Segment Open

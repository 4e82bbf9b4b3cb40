use crate::dispatch::DispatchOutcome;
use crate::platform::{self, Capability};
use crate::state::{
    Mutation, PendingDispatch, PollerState, COMPLETION_NOTICE_MS, POLL_INTERVAL_MS,
    WEB_FALLBACK_MS,
};
use crate::{AppState, Channel, Effect, EnvSnapshot, JobKind, Msg, Timer};

/// Pure update function: applies a message to state and returns any effects.
pub fn update(mut state: AppState, msg: Msg) -> (AppState, Vec<Effect>) {
    let effects = match msg {
        Msg::StartJob { kind, url } => start_job(&mut state, kind, url),
        Msg::JobStartResult { success, error } => {
            if success {
                state.set_status("Scrape running...");
                Vec::new()
            } else {
                let error = error.unwrap_or_else(|| "unknown error".to_string());
                state.fail_job(&error);
                vec![Effect::CancelTimer { timer: Timer::Poll }]
            }
        }
        Msg::TimerFired { timer } => timer_fired(&mut state, timer),
        Msg::PollStatus {
            active,
            progress,
            message,
        } => poll_status(&mut state, active, progress, message),
        Msg::PollFailed { error } => poll_failed(&mut state, &error),
        Msg::RefreshRequested => vec![Effect::FetchRecords],
        Msg::RecordsLoaded {
            records,
            selected_index,
        } => {
            let count = records.len();
            state.replace_records(records, selected_index);
            state.set_status(format!("{count} records loaded"));
            Vec::new()
        }
        Msg::RecordsLoadFailed { error } => {
            state.set_status(format!("Could not load records: {error}"));
            Vec::new()
        }
        Msg::SelectRecord { index } => request_select(&mut state, index),
        Msg::SelectAcked {
            index,
            success,
            error,
        } => {
            state.end_mutation();
            if success {
                state.set_selected(index);
            } else {
                let error = error.unwrap_or_else(|| "selection rejected".to_string());
                state.set_status(format!("Select failed: {error}"));
            }
            Vec::new()
        }
        Msg::DeleteRecord { index } => {
            if index >= state.record_count() {
                state.set_status("Delete ignored: no such record");
                Vec::new()
            } else if state.begin_mutation(Mutation::Delete, index) {
                vec![Effect::DeleteRecord { index }]
            } else {
                // Round-trip outstanding; a double-click must not re-issue.
                Vec::new()
            }
        }
        Msg::DeleteAcked {
            index,
            success,
            remaining,
            error,
        } => {
            state.end_mutation();
            if success {
                state.remove_record(index);
                let remaining = remaining.unwrap_or(state.record_count());
                state.set_status(format!("Record deleted, {remaining} remaining"));
            } else {
                let error = error.unwrap_or_else(|| "delete rejected".to_string());
                state.set_status(format!("Delete failed: {error}"));
            }
            Vec::new()
        }
        Msg::Navigate { direction } => {
            if state.record_count() == 0 {
                return (state, Vec::new());
            }
            // No selection starts the walk at the first record.
            let target = match state.selected() {
                None => 0,
                Some(current) => {
                    let last = (state.record_count() - 1) as i64;
                    (current as i64 + direction.offset()).clamp(0, last) as usize
                }
            };
            if state.selected() == Some(target) {
                Vec::new()
            } else {
                request_select(&mut state, target)
            }
        }
        Msg::Dispatch { channel, env } => dispatch(&mut state, channel, &env),
        Msg::ClipboardResult { success } => clipboard_result(&mut state, success),
        Msg::ManualOpenRequested => {
            if state.manual_copy().is_some() {
                vec![Effect::OpenWeb { prompt: None }]
            } else {
                Vec::new()
            }
        }
        Msg::ManualCopyDismissed => {
            state.dismiss_manual_copy();
            Vec::new()
        }
        Msg::NoOp => Vec::new(),
    };

    (state, effects)
}

fn start_job(state: &mut AppState, kind: JobKind, url: Option<String>) -> Vec<Effect> {
    // Guard rejections are decided before any effect exists.
    if state.job_active() {
        state.set_status("A scrape is already running");
        return Vec::new();
    }
    let url = url.map(|u| u.trim().to_string()).filter(|u| !u.is_empty());
    if kind == JobKind::Custom && url.is_none() {
        state.set_status("Custom scrape needs a URL");
        return Vec::new();
    }

    state.begin_job(kind);
    // The poller starts unconditionally: the backend may already be working
    // from a stale client state even if this start request fails.
    vec![
        Effect::StartJob { kind, url },
        Effect::StartTimer {
            timer: Timer::Poll,
            delay_ms: POLL_INTERVAL_MS,
        },
    ]
}

fn timer_fired(state: &mut AppState, timer: Timer) -> Vec<Effect> {
    match timer {
        Timer::Poll => {
            if state.begin_poll() {
                vec![Effect::FetchStatus]
            } else {
                // Stopped, or the previous read is still outstanding.
                Vec::new()
            }
        }
        Timer::CompletionNotice => {
            state.settle_job();
            state.set_status("Ready");
            Vec::new()
        }
        Timer::WebFallback => {
            // Deliberate race: the web target always opens, whether or not
            // the deep link resolved.
            vec![Effect::OpenWeb { prompt: None }]
        }
    }
}

fn poll_status(
    state: &mut AppState,
    active: bool,
    progress: Option<u8>,
    message: Option<String>,
) -> Vec<Effect> {
    if state.poller() == PollerState::Stopped {
        // Stale response after the terminal transition; the refresh has
        // already been triggered for this job.
        return Vec::new();
    }
    if active {
        state.apply_status(progress, message);
        return Vec::new();
    }
    let message = message.unwrap_or_else(|| "Scrape complete".to_string());
    finish_job(state, &message)
}

fn poll_failed(state: &mut AppState, error: &str) -> Vec<Effect> {
    if state.poller() == PollerState::Stopped {
        return Vec::new();
    }
    if state.record_poll_failure() {
        return finish_job(state, "Backend unreachable, stopping");
    }
    // Inconclusive tick: a single dropped read is not completion.
    state.set_status(format!("Status check failed, retrying: {error}"));
    Vec::new()
}

/// The only place the terminal poll transition happens; reached at most
/// once per job, so the refresh fires at most once per job.
fn finish_job(state: &mut AppState, message: &str) -> Vec<Effect> {
    state.finish_polling(message);
    vec![
        Effect::CancelTimer { timer: Timer::Poll },
        Effect::FetchRecords,
        Effect::StartTimer {
            timer: Timer::CompletionNotice,
            delay_ms: COMPLETION_NOTICE_MS,
        },
    ]
}

fn request_select(state: &mut AppState, index: usize) -> Vec<Effect> {
    if index >= state.record_count() {
        state.set_status("Select ignored: no such record");
        return Vec::new();
    }
    if state.begin_mutation(Mutation::Select, index) {
        vec![Effect::SelectRecord { index }]
    } else {
        Vec::new()
    }
}

fn dispatch(state: &mut AppState, channel: Channel, env: &EnvSnapshot) -> Vec<Effect> {
    let mut effects = Vec::new();
    if platform::is_hardened_variant(env) && state.claim_ambient_cache_clear() {
        effects.push(Effect::ClearAmbientCache);
    }

    let Some(record) = state.selected_record() else {
        state.set_dispatch_outcome(DispatchOutcome::NoSelection);
        return effects;
    };
    let product_text = record.product_text();
    if product_text.trim().is_empty() {
        state.set_dispatch_outcome(DispatchOutcome::EmptyInput);
        return effects;
    }

    let caps = platform::detect(env);
    let prompt = state.templates().for_channel(channel).render(&product_text);

    if !caps.has_clipboard {
        if caps.is_mobile {
            // Nothing automated is attempted without a clipboard on mobile;
            // the full prompt goes to the manual panel instead.
            state.show_manual_copy(prompt);
        } else {
            state.set_dispatch_outcome(DispatchOutcome::OpenedWithPrompt);
            effects.push(Effect::OpenWeb {
                prompt: Some(prompt),
            });
        }
        return effects;
    }

    state.set_pending_dispatch(PendingDispatch {
        prompt: prompt.clone(),
        caps,
    });
    effects.push(Effect::CopyToClipboard { text: prompt });
    effects
}

fn clipboard_result(state: &mut AppState, success: bool) -> Vec<Effect> {
    let Some(pending) = state.take_pending_dispatch() else {
        // A clipboard ack with nothing in flight means the chain lost its
        // state somewhere; the last resort is still a visible action.
        state.set_dispatch_outcome(DispatchOutcome::BareOpen);
        return vec![Effect::OpenWeb { prompt: None }];
    };
    let PendingDispatch { prompt, caps } = pending;

    if !caps.is_mobile {
        return if success {
            state.set_dispatch_outcome(DispatchOutcome::CopiedAndOpened);
            vec![Effect::OpenWeb { prompt: None }]
        } else {
            // Clipboard denial is a degradation, not an error.
            state.set_dispatch_outcome(DispatchOutcome::OpenedWithPrompt);
            vec![Effect::OpenWeb {
                prompt: Some(prompt),
            }]
        };
    }

    if !success {
        state.show_manual_copy(prompt);
        return Vec::new();
    }

    mobile_delivery(state, caps, prompt)
}

fn mobile_delivery(state: &mut AppState, caps: Capability, prompt: String) -> Vec<Effect> {
    let mut effects = vec![Effect::Notify {
        message: "Prompt copied to clipboard".to_string(),
    }];
    if caps.is_ios {
        state.set_dispatch_outcome(DispatchOutcome::DeepLinkRace);
        effects.push(Effect::OpenDeepLink);
        effects.push(Effect::StartTimer {
            timer: Timer::WebFallback,
            delay_ms: WEB_FALLBACK_MS,
        });
    } else {
        // Android (and unclassified mobile) skips the deep link and goes
        // straight to the web target with the prompt embedded.
        state.set_dispatch_outcome(DispatchOutcome::OpenedWithPrompt);
        effects.push(Effect::OpenWeb {
            prompt: Some(prompt),
        });
    }
    effects
}
use crate::dispatch::DispatchOutcome;

/// Render-ready snapshot of [`crate::AppState`]. Presentation consumes
/// this; it never reaches back into the state container.
#[derive(Debug, Clone, PartialEq, Eq)]
pub struct AppViewModel {
    pub records: Vec<RecordRowView>,
    pub selected_index: Option<usize>,
    pub job_active: bool,
    pub polling: bool,
    /// 0-100 while a job is observed.
    pub progress: Option<u8>,
    pub status_line: String,
    /// Full prompt text for the manual-copy panel, when shown.
    pub manual_copy: Option<String>,
    pub last_dispatch: Option<DispatchOutcome>,
    /// A select/delete round-trip is outstanding; its affordances are
    /// disabled until the ack lands.
    pub mutation_busy: bool,
    pub can_start_job: bool,
}

/// One record card.
#[derive(Debug, Clone, PartialEq, Eq)]
pub struct RecordRowView {
    pub index: usize,
    pub title: String,
    pub price: String,
    pub domain: Option<String>,
    pub image_count: usize,
}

Segment Closed

→ WHAT THE TASK REQUIRES
Show each line of the material above where "platform" occurs.

→ SOLUTION TO THE PROBLEM
use crate::platform::{self, Capability};
    if platform::is_hardened_variant(env) && state.claim_ambient_cache_clear() {
    let caps = platform::detect(env);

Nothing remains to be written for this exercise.